SQL provides a method to aggregate over a series of related tuples.
They are called window functions and always come with an OVER
clause
which determines how tuples are split up over the window functions.
The PARTITION BY
clause within OVER
divides the rows into groups that share
the same values of the PARTITION BY expression(s).
For each row, the window function is computed over all rows participating in the group.
The order within a partition can be used as well.
window_function_spec:
window_function OVER { window_name | '(' window_specification ')' }
window_function:
RANK '(' ')'
| DENSE_RANK '(' ')'
| PERCENT_RANK '(' ')'
| ROW_NUMBER '(' ')'
| CUME_DIST '(' ')'
| FIRST_VALUE '(' query_expression ')'
| LAST_VALUE '(' query_expression ')'
| NTH_VALUE '(' query_expression ',' numeric_expression ')'
| NTILE '(' query_expression ')'
| LEAD '(' query_expression [ ',' query_expression [ ',' query_expression ] ] ')'
| LAG '(' query_expression [ ',' query_expression [ ',' query_expression ] ] ')'
| aggregate_function
aggregate_function:
AVG '(' query_expression ')'
| COUNT '(' '*' ')'
| COUNT '(' [ DISTINCT ] query_expression ')'
| MAX '(' query_expression ')'
| MIN '(' query_expression ')'
| PROD '(' [ DISTINCT ] query_expression ')'
| SUM '(' [ DISTINCT ] query_expression ')'
| corr '(' numeric_a, numeric_b ')'
| covar_pop '(' numeric_expr, numeric_expr ')'
| covar_samp '(' numeric_expr, numeric_expr ')'
| stddev_pop '(' numeric_expr ')'
| stddev_samp '(' numeric_expr ')'
| var_pop '(' numeric_expr ')'
| var_samp '(' numeric_expr ')'
| group_concat '(' col_expr clob ')'
| group_concat '(' col_expr clob, separator clob ')'
| listagg '(' col_expr varchar ')'
| listagg '(' col_expr varchar, separator varchar ')'
window_specification:
[ window_name ] [ PARTITION BY column_ref [ ',' ... ] ] [ ORDER BY sort_spec ] [ window_frame ]
window_frame:
{ ROWS | RANGE | GROUPS } { window_frame_start | BETWEEN window_bound AND window_bound }
[ EXCLUDE { CURRENT ROW | GROUP | TIES | NO OTHERS } ]
window_frame_start:
UNBOUNDED PRECEDING
| value PRECEDING
| CURRENT ROW
window_bound:
window_frame_start
| UNBOUNDED FOLLOWING
| value FOLLOWING
The supported window frames are:
ROWS - Frames are calculated on physical offsets of input rows.

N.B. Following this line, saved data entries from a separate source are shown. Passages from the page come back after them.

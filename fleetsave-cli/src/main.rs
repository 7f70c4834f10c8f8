use anyhow::Context;
use camino::{Utf8Path, Utf8PathBuf};
use chrono::Utc;
use clap::{Parser, Subcommand};
use fleetsave_cli::config::{self, ConfigMerger, FleetOverrides, OutputFormat};
use fleetsave_cli::explain::{RESTRICTION_REGISTRY, list_restriction_keys, lookup_restriction};
use fleetsave_domain::{RestrictionSelector, SavingsEngine, validate_assumptions, validate_draft};
use fleetsave_render::{
    render_breakdown_md, render_breakdown_text, render_options_text, render_report_json,
    render_restrictions_text,
};
use fleetsave_types::country::{BELGIUM, CountryCode, EURO_COUNTRIES};
use fleetsave_types::report::{SavingsReport, ToolInfo};
use fleetsave_types::restriction::RestrictionKind;
use fs_err as fs;
use std::process::ExitCode;
use tracing::{debug, error, info};
use tracing_subscriber::EnvFilter;

#[derive(Debug, Parser)]
#[command(
    name = "fleetsave",
    version,
    about = "Estimate yearly savings from fleet charging restrictions."
)]
struct Cli {
    #[command(subcommand)]
    cmd: Command,
}

#[derive(Debug, Subcommand)]
enum Command {
    /// Compute the savings estimate for a fleet.
    Compute(ComputeArgs),
    /// Show which restrictions can be selected next, and the inputs they need.
    Options(OptionsArgs),
    /// Explain what a restriction does and how its savings are computed.
    Explain(ExplainArgs),
    /// List all restrictions.
    ListRestrictions(ListArgs),
    /// List the countries a fleet may be restricted to.
    ListCountries,
}

#[derive(Debug, Parser)]
struct ComputeArgs {
    /// Directory searched for fleetsave.toml (default: current directory).
    #[arg(long, default_value = ".")]
    root: Utf8PathBuf,

    /// Explicit config file (skips discovery).
    #[arg(long)]
    config: Option<Utf8PathBuf>,

    /// Number of cars in the fleet.
    #[arg(long)]
    cars: Option<u32>,

    /// Yearly distance allowed per car.
    #[arg(long)]
    mileage: Option<f64>,

    /// Restriction to apply (repeatable; replaces the config file list).
    #[arg(long = "restriction")]
    restrictions: Vec<RestrictionKind>,

    /// Country where charging is allowed (repeatable; replaces the config file list).
    #[arg(long = "country")]
    countries: Vec<CountryCode>,

    /// Monthly charging budget per car, in EUR.
    #[arg(long)]
    monthly_budget: Option<f64>,

    /// Maximum price per kWh, in EUR.
    #[arg(long)]
    kwh_price_cap: Option<f64>,

    /// Output format (default: from config, else text).
    #[arg(long, value_enum)]
    format: Option<OutputFormat>,

    /// Write the output to a file instead of stdout.
    #[arg(long)]
    out: Option<Utf8PathBuf>,
}

impl ComputeArgs {
    fn overrides(&self) -> FleetOverrides {
        FleetOverrides {
            cars: self.cars,
            mileage: self.mileage,
            restrictions: self.restrictions.clone(),
            countries: self.countries.clone(),
            monthly_budget: self.monthly_budget,
            kwh_price_cap: self.kwh_price_cap,
            format: self.format,
        }
    }
}

#[derive(Debug, Parser)]
struct OptionsArgs {
    /// Currently selected restriction (repeatable).
    #[arg(long = "restriction")]
    restrictions: Vec<RestrictionKind>,

    /// Output format (text, json).
    #[arg(long, value_enum, default_value = "text")]
    format: ListFormat,
}

#[derive(Debug, Parser)]
struct ExplainArgs {
    /// Restriction key to explain (e.g., "monthly_budget", "price-cap").
    restriction: String,
}

#[derive(Debug, Parser)]
struct ListArgs {
    /// Output format (text, json).
    #[arg(long, value_enum, default_value = "text")]
    format: ListFormat,
}

#[derive(Debug, Clone, Copy, clap::ValueEnum)]
enum ListFormat {
    Text,
    Json,
}

fn main() -> ExitCode {
    if let Err(e) = real_main() {
        error!("{:?}", e);
        return ExitCode::from(fleetsave_cli::exit_code(&e));
    }
    ExitCode::from(0)
}

fn real_main() -> anyhow::Result<()> {
    tracing_subscriber::fmt()
        .with_env_filter(EnvFilter::from_default_env())
        .with_writer(std::io::stderr)
        .init();

    let cli = Cli::parse();
    match cli.cmd {
        Command::Compute(args) => cmd_compute(args),
        Command::Options(args) => cmd_options(args),
        Command::Explain(args) => cmd_explain(args),
        Command::ListRestrictions(args) => cmd_list_restrictions(args),
        Command::ListCountries => cmd_list_countries(),
    }
}

fn cmd_compute(args: ComputeArgs) -> anyhow::Result<()> {
    let file_config = config::resolve_config(&args.root, args.config.as_deref())
        .context("load fleetsave.toml config")?;
    let merged = ConfigMerger::new(file_config).merge_compute_args(&args.overrides());

    debug!(
        "merged config: draft={:?}, format={:?}",
        merged.draft, merged.format
    );

    let mut selector = RestrictionSelector::new();
    let selection = selector.apply_selection(merged.draft.restrictions.clone());

    validate_assumptions(&merged.assumptions).context("invalid [assumptions] in config")?;
    validate_draft(&merged.draft, &merged.assumptions).context("invalid fleet configuration")?;

    let engine = SavingsEngine::with_assumptions(merged.assumptions);
    let breakdown = engine.evaluate_draft(&merged.draft);

    let rendered = match merged.format {
        OutputFormat::Text => render_breakdown_text(breakdown.as_ref()),
        OutputFormat::Markdown => render_breakdown_md(breakdown.as_ref()),
        OutputFormat::Json => {
            let mut report = SavingsReport::new(
                tool_info(),
                merged.draft,
                selection,
                merged.assumptions,
                breakdown,
            );
            report.generated_at = Some(Utc::now());
            render_report_json(&report).context("serialize report")?
        }
    };

    emit(args.out.as_deref(), &rendered)
}

fn emit(out: Option<&Utf8Path>, rendered: &str) -> anyhow::Result<()> {
    match out {
        Some(path) => {
            if let Some(parent) = path.parent().filter(|p| !p.as_str().is_empty()) {
                fs::create_dir_all(parent).with_context(|| format!("create {}", parent))?;
            }
            fs::write(path, rendered).with_context(|| format!("write {}", path))?;
            info!("wrote estimate to {}", path);
        }
        None => print!("{rendered}"),
    }
    Ok(())
}

fn tool_info() -> ToolInfo {
    ToolInfo {
        name: "fleetsave".to_string(),
        version: Some(env!("CARGO_PKG_VERSION").to_string()),
    }
}

fn cmd_options(args: OptionsArgs) -> anyhow::Result<()> {
    let mut selector = RestrictionSelector::new();
    let outcome = selector.apply_selection(args.restrictions.into_iter().collect());

    match args.format {
        ListFormat::Text => print!("{}", render_options_text(&outcome)),
        ListFormat::Json => println!("{}", serde_json::to_string_pretty(&outcome)?),
    }
    Ok(())
}

fn cmd_explain(args: ExplainArgs) -> anyhow::Result<()> {
    let Some(entry) = lookup_restriction(&args.restriction) else {
        let available = list_restriction_keys().join(", ");
        anyhow::bail!(
            "Unknown restriction: '{}'\n\nAvailable restrictions: {}",
            args.restriction,
            available
        );
    };

    println!("================================================================================");
    println!("RESTRICTION: {}", entry.title);
    println!("================================================================================");
    println!();
    println!("Key:       {}", entry.kind);
    if let Some(other) = entry.kind.conflicts_with() {
        println!("Excludes:  {}", other);
    }
    println!();

    println!("DESCRIPTION");
    println!("--------------------------------------------------------------------------------");
    println!("{}", entry.description);
    println!();

    println!("REQUIRED INPUT");
    println!("--------------------------------------------------------------------------------");
    println!("{}", entry.follow_up);
    println!();

    println!("YEARLY SAVINGS FORMULA");
    println!("--------------------------------------------------------------------------------");
    println!("{}", entry.formula);
    println!();

    Ok(())
}

fn cmd_list_restrictions(args: ListArgs) -> anyhow::Result<()> {
    match args.format {
        ListFormat::Text => {
            print!("{}", render_restrictions_text());
            println!();
            println!("Use 'fleetsave explain <key>' for details.");
        }
        ListFormat::Json => {
            let entries: Vec<_> = RESTRICTION_REGISTRY
                .iter()
                .map(|e| {
                    serde_json::json!({
                        "key": e.kind.as_str(),
                        "title": e.title,
                        "excludes": e.kind.conflicts_with().map(|k| k.as_str()),
                    })
                })
                .collect();
            println!("{}", serde_json::to_string_pretty(&entries)?);
        }
    }
    Ok(())
}

fn cmd_list_countries() -> anyhow::Result<()> {
    for code in EURO_COUNTRIES {
        if *code == BELGIUM {
            println!("{code}  (savings credited when it is the only country)");
        } else {
            println!("{code}");
        }
    }
    Ok(())
}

RANGE - Result frames are calculated on value differences from input rows
(used with a custom PRECEDING or FOLLOWING bound requires an ORDER BY clause).
GROUPS - Groups of equal row values are used to calculate result frames (requires an ORDER BY clause).
See Window Functions for information on each window function.
Most Aggregate Functions can also be used as window function.
See also Extended SQL:2011 Window Functions in MonetDB.
create table ranktest (id int, k varchar(3));
insert into ranktest values (1, 'a'),(2, 'b'),(3, 'c'),(4, 'd');
insert into ranktest values (1, 'a'),(2, 'b'),(3, 'c'),(4, 'd');
select ROW_NUMBER() OVER () as foo from ranktest;
select ROW_NUMBER() OVER (PARTITION BY id) as foo, id from ranktest;
select ROW_NUMBER() OVER (PARTITION BY id ORDER BY id) as foo, id from ranktest;
select ROW_NUMBER() OVER (ORDER BY id) as foo, id from ranktest;
select RANK() OVER () as foo from ranktest;
select RANK() OVER (PARTITION BY id) as foo, id from ranktest;
select RANK() OVER (PARTITION BY id ORDER BY id) as foo, id from ranktest;
select RANK() OVER (ORDER BY id) as foo, id from ranktest;
select RANK() OVER () as foo, id, k from ranktest;
select RANK() OVER (PARTITION BY id) as foo, id, k from ranktest;
select RANK() OVER (PARTITION BY id ORDER BY id, k) as foo, id, k from ranktest;
select RANK() OVER (ORDER BY id, k) as foo, id, k from ranktest;
select DENSE_RANK() OVER () as foo, id, k from ranktest order by k;
select DENSE_RANK() OVER (PARTITION BY id) as foo, id, k from ranktest order by k;
select DENSE_RANK() OVER (PARTITION BY id ORDER BY id, k) as foo, id, k from ranktest order by k;
select DENSE_RANK() OVER (ORDER BY id, k) as foo, id, k from ranktest order by k;
drop table ranktest;
More examples can be found at Wikipedia Window function.